司法書士の岡川です。
例のあの事件の真犯人が見つかったようです(例のあの事件→「痴漢サイトなりすまし事件」)。
ネットで女性「私に痴漢して」実は国税職員の男
以前の記事では、「なりすました人物の罪責の検討は明日するかもしれません。」とか最後に書いておきながら、1か月放置してしまいましたが、このタイミングで考察します。
この事件をおさらいすると、
1.痴漢を呼びかけるインターネットの掲示板に「私を痴漢して」という趣旨の書きこみがされる。
2.その書き込みを見た男が、その特徴と完全に一致する女性を痴漢する。
3.被害女性は書きこんだ本人ではなく、別の第三者がその女性になりすまして書きこんでいた。
というものでした。
女性からすれば、まぎれもない痴漢被害なのですが、他方、痴漢をした男からしてみれば「被害者の承諾に基づいて体を触った」という認識です。
そして、「被害者の承諾に基づいて体を触る行為」は強制わいせつ罪を構成しません。
今回は、実際に承諾は無かったものの、「被害者の承諾についての誤認」があるわけで、この場合、故意が阻却されるのではないか?(したがって、故意犯である強制わいせつ罪は成立しないのではないか?)というのが前回の考察です。
結局、この男は処分保留で釈放されたようです。
「処分保留で釈放」とは、別に無罪放免ではなく、今は起訴するか起訴しないかを判断せずに、「とりあえず身柄の拘束を解く」というものです。
さて、おさらい終わり。
(ここからちょっと専門的な話になってしまいますが、なるべく簡単に書きます。)
実際に書き込みを行った男は、誰かに被害女性を痴漢させようとして書きこんだわけです。
もちろん、被害女性が「痴漢してほしいとは思っていない」ことは承知の上です。
単純に考えれば、「こいつこそが強制わいせつ罪の真犯人だろう」といえそうですが、実はそう単純でもない。
直接触った男に強制わいせつ罪が成立する(故意阻却が認められない)場合、書き込みを行った男には、強制わいせつ罪の教唆(唆した罪)が成立しそうです。
このとき、直接触った男が「正犯」で、書き込みをした男が「共犯」(教唆犯)です。
ところが、仮に、直接触った男の故意が阻却されるとなると、「故意のない他者を利用した犯行」ということになりますが、この場合、一般的には書き込みをした男を「正犯」と考えます。
これを「間接正犯」といいます。
(この場合に、正犯なき共犯を認める学説もあるのですが、それは華麗にスルー)
じゃあ、書きこんだ男が強制わいせつの正犯かー…となればいいのですが、必ずしもそうならない。

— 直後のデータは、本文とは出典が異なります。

//! API integration tests against stub ports.

use std::collections::HashMap;
use std::sync::Arc;

use async_trait::async_trait;
use axum::body::Body;
use axum::http::{Request, StatusCode};
use axum::Router;
use serde_json::{json, Value};
use tower::ServiceExt;

use cise_api::{create_router, ApiConfig, AppState};
use cise_broker::BrokerConfig;
use cise_genai::{GenAiError, GenAiResult, PromptRequest, TextGenerator};
use cise_media::{DownloadLink, DownloadLinkProvider, LinkMode, MediaError, MediaResult, MediaSearch};
use cise_models::SongCandidate;

#[derive(Default)]
struct StubGenerator {
    topics: Vec<&'static str>,
    failing_topic: Option<&'static str>,
    responses: HashMap<&'static str, Value>,
}

#[async_trait]
impl TextGenerator for StubGenerator {
    async fn generate(&self, prompt: &PromptRequest) -> GenAiResult<Value> {
        match prompt.name {
            "chapter_topics" => Ok(json!({ "topics": self.topics })),
            "topic_text" => {
                let topic = prompt.get("topicName").unwrap_or_default();
                if Some(topic) == self.failing_topic {
                    Err(GenAiError::EmptyResponse)
                } else {
                    Ok(json!({ "topicText": format!("About {}.", topic) }))
                }
            }
            name => self.responses.get(name).cloned().ok_or(GenAiError::EmptyResponse),
        }
    }
}

struct StubSearch {
    candidates: Vec<SongCandidate>,
    ready: bool,
}

#[async_trait]
impl MediaSearch for StubSearch {
    async fn search(&self, _query: &str) -> MediaResult<Vec<SongCandidate>> {
        Ok(self.candidates.clone())
    }

    fn is_ready(&self) -> bool {
        self.ready
    }
}

struct StubLinks {
    raw_url: Option<&'static str>,
}

#[async_trait]
impl DownloadLinkProvider for StubLinks {
    async fn fetch_link(&self, _canonical_url: &str, _mode: LinkMode) -> MediaResult<DownloadLink> {
        match self.raw_url {
            Some(url) => Ok(DownloadLink {
                raw_url: url.to_string(),
            }),
            None => Err(MediaError::MissingLink("{}".to_string())),
        }
    }
}

struct TestApp {
    generator: StubGenerator,
    search: StubSearch,
    links: StubLinks,
    config: ApiConfig,
}

impl TestApp {
    fn new() -> Self {
        Self {
            generator: StubGenerator {
                topics: vec!["Reflection", "Refraction", "Lenses"],
                ..StubGenerator::default()
            },
            search: StubSearch {
                candidates: vec![SongCandidate {
                    video_id: "abc123".to_string(),
                    title: "Shape of You".to_string(),
                    author_name: "Ed Sheeran".to_string(),
                    thumbnail_url: "https://i.ytimg.com/vi/abc123/hqdefault.jpg".to_string(),
                }],
                ready: true,
            },
            links: StubLinks {
                raw_url: Some("http://cdn.example/x.mp3"),
            },
            config: ApiConfig::default(),
        }
    }

    fn router(self) -> Router {
        let state = AppState::from_ports(
            self.config,
            &BrokerConfig::default(),
            Arc::new(self.generator),
            Arc::new(self.search),
            Arc::new(self.links),
        );
        create_router(state, None)
    }
}

async fn post_json(app: Router, uri: &str, body: Value) -> (StatusCode, Value) {
    let response = app
        .oneshot(
            Request::builder()
                .method("POST")
                .uri(uri)
                .header("content-type", "application/json")
                .body(Body::from(body.to_string()))
                .unwrap(),
        )
        .await
        .unwrap();

    let status = response.status();
    let bytes = axum::body::to_bytes(response.into_body(), usize::MAX)
        .await
        .unwrap();
    let value = serde_json::from_slice(&bytes).unwrap_or(Value::Null);
    (status, value)
}

#[tokio::test]
async fn test_health_endpoint() {
    let response = TestApp::new()
        .router()
        .oneshot(Request::builder().uri("/health").body(Body::empty()).unwrap())
        .await
        .unwrap();

    assert_eq!(response.status(), StatusCode::OK);
    assert_eq!(response.headers()["x-content-type-options"], "nosniff");
    assert!(response.headers().contains_key("x-request-id"));
}

#[tokio::test]
async fn test_request_id_is_echoed() {
    let response = TestApp::new()
        .router()
        .oneshot(
            Request::builder()
                .uri("/healthz")
                .header("X-Request-ID", "req-42")
                .body(Body::empty())
                .unwrap(),
        )
        .await
        .unwrap();

    assert_eq!(response.headers()["x-request-id"], "req-42");
}

#[tokio::test]
async fn test_ready_reports_missing_search_tool() {
    let mut app = TestApp::new();
    app.search.ready = false;

    let response = app
        .router()
        .oneshot(Request::builder().uri("/ready").body(Body::empty()).unwrap())
        .await
        .unwrap();

    assert_eq!(response.status(), StatusCode::SERVICE_UNAVAILABLE);
}

#[tokio::test]
async fn test_metrics_route_absent_when_disabled() {
    let response = TestApp::new()
        .router()
        .oneshot(Request::builder().uri("/metrics").body(Body::empty()).unwrap())
        .await
        .unwrap();

    assert_eq!(response.status(), StatusCode::NOT_FOUND);
}

#[tokio::test]
async fn test_chapter_content_with_placeholder() {
    let mut app = TestApp::new();
    app.generator.failing_topic = Some("Refraction");

    let (status, body) = post_json(
        app.router(),
        "/api/chapters/content",
        json!({ "subject": "Physics", "chapter": "Light", "length": "Short" }),
    )
    .await;

    assert_eq!(status, StatusCode::OK);
    let topics = body["topics"].as_array().unwrap();
    assert_eq!(topics.len(), 3);
    assert_eq!(topics[0]["topicName"], "Reflection");
    assert_eq!(topics[0]["topicText"], "About Reflection.");
    assert_eq!(topics[1]["topicName"], "Refraction");
    assert_eq!(topics[1]["topicText"], "Could not generate content for this topic.");
    assert_eq!(topics[1]["isPlaceholder"], true);
    assert_eq!(topics[2]["topicName"], "Lenses");
}

#[tokio::test]
async fn test_chapter_content_without_topics() {
    let mut app = TestApp::new();
    app.generator.topics.clear();

    let (status, body) = post_json(
        app.router(),
        "/api/chapters/content",
        json!({ "subject": "Physics", "chapter": "Light" }),
    )
    .await;

    assert_eq!(status, StatusCode::BAD_GATEWAY);
    assert_eq!(body["code"], "no_topics_generated");
}

#[tokio::test]
async fn test_chapter_content_rejects_blank_chapter() {
    let (status, body) = post_json(
        TestApp::new().router(),
        "/api/chapters/content",
        json!({ "subject": "Physics", "chapter": " " }),
    )
    .await;

    assert_eq!(status, StatusCode::BAD_REQUEST);
    assert_eq!(body["code"], "invalid_request");
}

#[tokio::test]
async fn test_chapter_topics() {
    let (status, body) = post_json(
        TestApp::new().router(),
        "/api/chapters/topics",
        json!({ "subject": "Physics", "chapter": "Light", "length": "Short" }),
    )
    .await;

    assert_eq!(status, StatusCode::OK);
    assert_eq!(body, json!({ "topics": ["Reflection", "Refraction", "Lenses"] }));
}

#[tokio::test]
async fn test_topic_explanation() {
    let (status, body) = post_json(
        TestApp::new().router(),
        "/api/topics/explanation",
        json!({ "subject": "Physics", "chapter": "Light", "topicName": "Lenses", "length": "Full" }),
    )
    .await;

    assert_eq!(status, StatusCode::OK);
    assert_eq!(body, json!({ "topicText": "About Lenses." }));
}

#[tokio::test]
async fn test_resolve_song() {
    let (status, body) = post_json(
        TestApp::new().router(),
        "/api/songs/resolve",
        json!({ "query": "Shape of You" }),
    )
    .await;

    assert_eq!(status, StatusCode::OK);
    assert_eq!(body["title"], "Shape of You");
    assert_eq!(body["artist"], "Ed Sheeran");
    assert_eq!(body["downloadUrl"], "https://cdn.example/x.mp3");
}

#[tokio::test]
async fn test_resolve_song_empty_query() {
    let (status, body) = post_json(
        TestApp::new().router(),
        "/api/songs/resolve",
        json!({ "query": "   " }),
    )
    .await;

    assert_eq!(status, StatusCode::BAD_REQUEST);
    assert_eq!(body["code"], "invalid_query");
}

#[tokio::test]
async fn test_resolve_song_not_found() {
    let mut app = TestApp::new();
    app.search.candidates.clear();

    let (status, body) = post_json(
        app.router(),
        "/api/songs/resolve",
        json!({ "query": "zzzz no such song" }),
    )
    .await;

    assert_eq!(status, StatusCode::NOT_FOUND);
    assert_eq!(body["code"], "song_not_found");
}

#[tokio::test]
async fn test_resolve_song_without_link() {
    let mut app = TestApp::new();
    app.links.raw_url = None;

    let (status, body) = post_json(
        app.router(),
        "/api/songs/resolve",
        json!({ "query": "Shape of You" }),
    )
    .await;

    assert_eq!(status, StatusCode::BAD_GATEWAY);
    assert_eq!(body["code"], "download_link_unavailable");
}

#[tokio::test]
async fn test_practice_test() {
    let mut app = TestApp::new();
    app.generator.responses.insert(
        "practice_test",
        json!({ "testQuestions": [
            { "question": "pH of water?", "options": ["5", "7", "9", "11"], "correctAnswer": "7" }
        ]}),
    );

    let (status, body) = post_json(
        app.router(),
        "/api/study/practice-test",
        json!({ "topic": "Acids", "difficulty": "low", "numQuestions": 1 }),
    )
    .await;

    assert_eq!(status, StatusCode::OK);
    assert_eq!(body["testQuestions"][0]["correctAnswer"], "7");
}

#[tokio::test]
async fn test_practice_test_count_out_of_range() {
    let (status, _) = post_json(
        TestApp::new().router(),
        "/api/study/practice-test",
        json!({ "topic": "Acids", "numQuestions": 0 }),
    )
    .await;

    assert_eq!(status, StatusCode::BAD_REQUEST);
}

#[tokio::test]
async fn test_revision_notes_and_doubts() {
    let mut app = TestApp::new();
    app.generator
        .responses
        .insert("revision_notes", json!({ "notes": "Acids turn litmus red." }));
    app.generator
        .responses
        .insert("solve_doubt", json!({ "answer": "A measure of acidity." }));
    let router = app.router();

    let (status, body) = post_json(
        router.clone(),
        "/api/study/revision-notes",
        json!({ "topic": "Acids" }),
    )
    .await;
    assert_eq!(status, StatusCode::OK);
    assert_eq!(body["notes"], "Acids turn litmus red.");

    let (status, body) = post_json(router, "/api/study/doubts", json!({ "question": "What is pH?" })).await;
    assert_eq!(status, StatusCode::OK);
    assert_eq!(body["answer"], "A measure of acidity.");
}

#[tokio::test]
async fn test_important_questions_upstream_failure() {
    let (status, body) = post_json(
        TestApp::new().router(),
        "/api/study/important-questions",
        json!({ "subject": "Physics" }),
    )
    .await;

    assert_eq!(status, StatusCode::BAD_GATEWAY);
    assert_eq!(body["code"], "upstream_service_error");
}

#[tokio::test]
async fn test_rate_limiting() {
    let mut app = TestApp::new();
    app.config.rate_limit_rps = 1;
    let router = app.router();

    let request = || {
        Request::builder()
            .method("POST")
            .uri("/api/songs/resolve")
            .header("content-type", "application/json")
            .header("X-Forwarded-For", "192.168.1.100")
            .body(Body::from(json!({ "query": "Shape of You" }).to_string()))
            .unwrap()
    };

    let first = router.clone().oneshot(request()).await.unwrap();
    assert_eq!(first.status(), StatusCode::OK);

    let second = router.oneshot(request()).await.unwrap();
    assert_eq!(second.status(), StatusCode::TOO_MANY_REQUESTS);
    assert_eq!(second.headers()["retry-after"], "1");
}

#[tokio::test]
async fn test_upstream_detail_hidden_in_production() {
    let mut app = TestApp::new();
    app.config.environment = "Production".to_string();

    let (status, body) = post_json(
        app.router(),
        "/api/study/important-questions",
        json!({ "subject": "Physics" }),
    )
    .await;

    assert_eq!(status, StatusCode::BAD_GATEWAY);
    assert_eq!(body["code"], "upstream_service_error");
    assert_eq!(body["detail"], "An upstream service error occurred");
}

#[tokio::test]
async fn test_upstream_detail_shown_in_development() {
    let (_, body) = post_json(
        TestApp::new().router(),
        "/api/study/important-questions",
        json!({ "subject": "Physics" }),
    )
    .await;

    let detail = body["detail"].as_str().unwrap();
    assert!(detail.contains("text generation"), "detail: {}", detail);
}

#[tokio::test]
async fn test_practice_test_accepts_capitalized_difficulty() {
    let mut app = TestApp::new();
    app.generator.responses.insert(
        "practice_test",
        json!({ "testQuestions": [
            { "question": "Unit of force?", "options": ["N", "J", "W", "Pa"], "correctAnswer": "N" }
        ]}),
    );

    let (status, _) = post_json(
        app.router(),
        "/api/study/practice-test",
        json!({ "topic": "Force", "difficulty": "High", "numQuestions": 1 }),
    )
    .await;

    assert_eq!(status, StatusCode::OK);
}

#[tokio::test]
async fn test_learning_content() {
    let mut app = TestApp::new();
    app.generator.responses.insert(
        "learning_content",
        json!({
            "explanation": "A for loop repeats a block a fixed number of times.",
            "codeExample": "for (int i = 0; i < 3; i++) { System.out.println(i); }",
            "quiz": {
                "question": "How many times does the loop run?",
                "options": ["2", "3", "4", "Forever"],
                "correctAnswer": "3",
                "explanation": "i takes the values 0, 1 and 2."
            }
        }),
    );

    let (status, body) = post_json(
        app.router(),
        "/api/study/learning-content",
        json!({ "topic": "For Loops" }),
    )
    .await;

    assert_eq!(status, StatusCode::OK);
    assert!(body["codeExample"].as_str().unwrap().starts_with("for (int i"));
    assert_eq!(body["quiz"]["correctAnswer"], "3");
    assert_eq!(body["quiz"]["options"].as_array().unwrap().len(), 4);
}

#[tokio::test]
async fn test_chapter_overview() {
    let mut app = TestApp::new();
    app.generator.responses.insert(
        "chapter_overview",
        json!({
            "explanation": "The eye focuses light on the retina.",
            "diagrams": [
                { "title": "Human eye", "description": "Parts of the eye", "imageUrl": "https://picsum.photos/600/400" }
            ]
        }),
    );

    let (status, body) = post_json(
        app.router(),
        "/api/study/chapter-overview",
        json!({ "subject": "Biology", "chapter": "The Human Eye" }),
    )
    .await;

    assert_eq!(status, StatusCode::OK);
    assert_eq!(body["diagrams"][0]["title"], "Human eye");
    assert_eq!(body["diagrams"][0]["imageUrl"], "https://picsum.photos/600/400");
}

#[tokio::test]
async fn test_unknown_api_path_is_not_found() {
    let (status, _) = post_json(
        TestApp::new().router(),
        "/api/songs/abc",
        json!({ "query": "Shape of You" }),
    )
    .await;

    assert_eq!(status, StatusCode::NOT_FOUND);
}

というのも、強制わいせつ罪の成立には、主観的要件として「わいせつの傾向」が必要な傾向犯だというのが判例です。
わいせつ傾向とは、要するに「自分の性欲を満たす意図」、もっとざっくりいえば「スケベ心」をもって犯行に及ばないと成立しないというのです。
例えば、全くエロい考えを持たずに、専ら相手を辱める意図で相手の裸を撮影したりしても、これは強制わいせつじゃない…というのが判例理論です。
この理屈には、学説はかなり否定的です(私も加害者の内心的傾向と法益侵害は無関係だと思います)が、最高裁はそう判断しました。
となると、「私を痴漢して」と書きこんだ男がどういう意図で書いたのかが重要になります。
もし、書き込みによって騙された第三者がその女性を痴漢するのを見て楽しもう…という意図なら、「わいせつの傾向あり」となるでしょう。
ところが、専らその女性に対する嫌がらせ目的だったとすれば、「わいせつの傾向がない」ため、強制わいせつ罪が成立しません。
この場合、「犯罪者なし」です(直接触った男には「故意」がなく、書きこんだ男には「わいせつの傾向」がない)。
書き込んだ男の罪を問う理論としては、
1.そもそも直接触った男の故意が阻却されず、教唆犯が成立する。
2.正犯に故意がない場合の共犯(教唆罪)の成立を認める。
3.強制わいせつ罪の構成要件として内心的傾向を不要とする。
私見では、直接触った男は故意が阻却され、他方、書きこんだ男には強制わいせつ罪の間接正犯を成立させるべき(内心的傾向を問題にしない)だと思うのですが、はてさて…。
では、今日は何かちょっとマニアック過ぎましたがこの辺で。
(追記)
結論的には、迷惑防止条例違反で逮捕されました。